| Aim of the exercise |
Copy out the data line by line exactly, from its start to the line bearing "use tempfile::TempDir;", inclusive.

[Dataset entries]

###

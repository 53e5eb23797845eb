mod common;

use bytes::Bytes;
use common::{
    TestCluster, find_free_port, loopback, node_config, port_of, sharded_config,
    tls_fixture, with_tls,
};
use nilis_pb::store_client::StoreClient;
use nilis_pb::{Key, Value};
use nilis_server::start_server;
use tempfile::TempDir;
use tonic::transport::{Certificate, Channel, ClientTlsConfig, Identity};

async fn tls_client(address: &str) -> StoreClient<Channel> {
    let read = |name: &str| std::fs::read(tls_fixture(name)).unwrap();
    let tls = ClientTlsConfig::new()
        .ca_certificate(Certificate::from_pem(read("ca.pem")))
        .identity(Identity::from_pem(read("node.pem"), read("node.key")));
    let channel = Channel::from_shared(format!("https://{address}"))
        .unwrap()
        .tls_config(tls)
        .unwrap()
        .connect()
        .await
        .unwrap();
    StoreClient::new(channel)
}

#[tokio::test(flavor = "multi_thread")]
async fn forwarding_works_between_tls_nodes() {
    let dir = TempDir::new().unwrap();
    let shards = TestCluster::layout(2);
    let mut nodes = Vec::new();
    for shard in &shards {
        let port = port_of(&shard.address);
        let conf = with_tls(sharded_config(&dir, port, shard.id as u64, &shards));
        nodes.push(start_server(&conf).await.unwrap());
    }
    assert_eq!(nodes[1].dispatcher().router().route("user:42").id, 0);

    let mut via_other = tls_client(&shards[1].address).await;
    via_other
        .set(Value {
            key: "user:42".into(),
            value: Bytes::from_static(b"secure"),
        })
        .await
        .unwrap();
    let stored = nodes[0].dispatcher().engine().get(b"user:42").unwrap();
    assert_eq!(stored, Some(b"secure".to_vec()));

    let got = via_other
        .get(Key {
            key: "user:42".into(),
        })
        .await
        .unwrap()
        .into_inner();
    assert_eq!(&got.value[..], b"secure");

    for node in nodes {
        node.close().await.unwrap();
    }
}

#[tokio::test(flavor = "multi_thread")]
async fn plaintext_clients_are_refused() {
    let dir = TempDir::new().unwrap();
    let port = find_free_port();
    let conf = with_tls(node_config(&dir, port));
    let node = start_server(&conf).await.unwrap();

    let plain = StoreClient::connect(format!("http://{}", loopback(port))).await;
    let refused = match plain {
        Ok(mut plain) => plain.get(Key { key: "k".into() }).await.is_err(),
        Err(_) => true,
    };
    assert!(refused);

    let mut secure = tls_client(&loopback(port)).await;
    let status = secure.get(Key { key: "k".into() }).await.unwrap_err();
    assert_eq!(status.code(), tonic::Code::NotFound);

    node.close().await.unwrap();
}

#[tokio::test(flavor = "multi_thread")]
async fn unreadable_certificate_fails_before_opening_storage() {
    let dir = TempDir::new().unwrap();
    let conf = nilis_server::NilisConfig {
        tls_key: Some(tls_fixture("missing.key")),
        ..with_tls(node_config(&dir, find_free_port()))
    };
    let err = start_server(&conf).await.err().unwrap();
    assert!(matches!(err, nilis_server::NilisError::Tls(_)), "{err}");
    assert!(std::fs::read_dir(dir.path()).unwrap().next().is_none());
}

###

| Task solution |
repository 53e5eb23797845eb
mod common;

use bytes::Bytes;
use common::{
    TestCluster, find_free_port, loopback, node_config, port_of, sharded_config,
    tls_fixture, with_tls,
};
use nilis_pb::store_client::StoreClient;
use nilis_pb::{Key, Value};
use nilis_server::start_server;
use tempfile::TempDir;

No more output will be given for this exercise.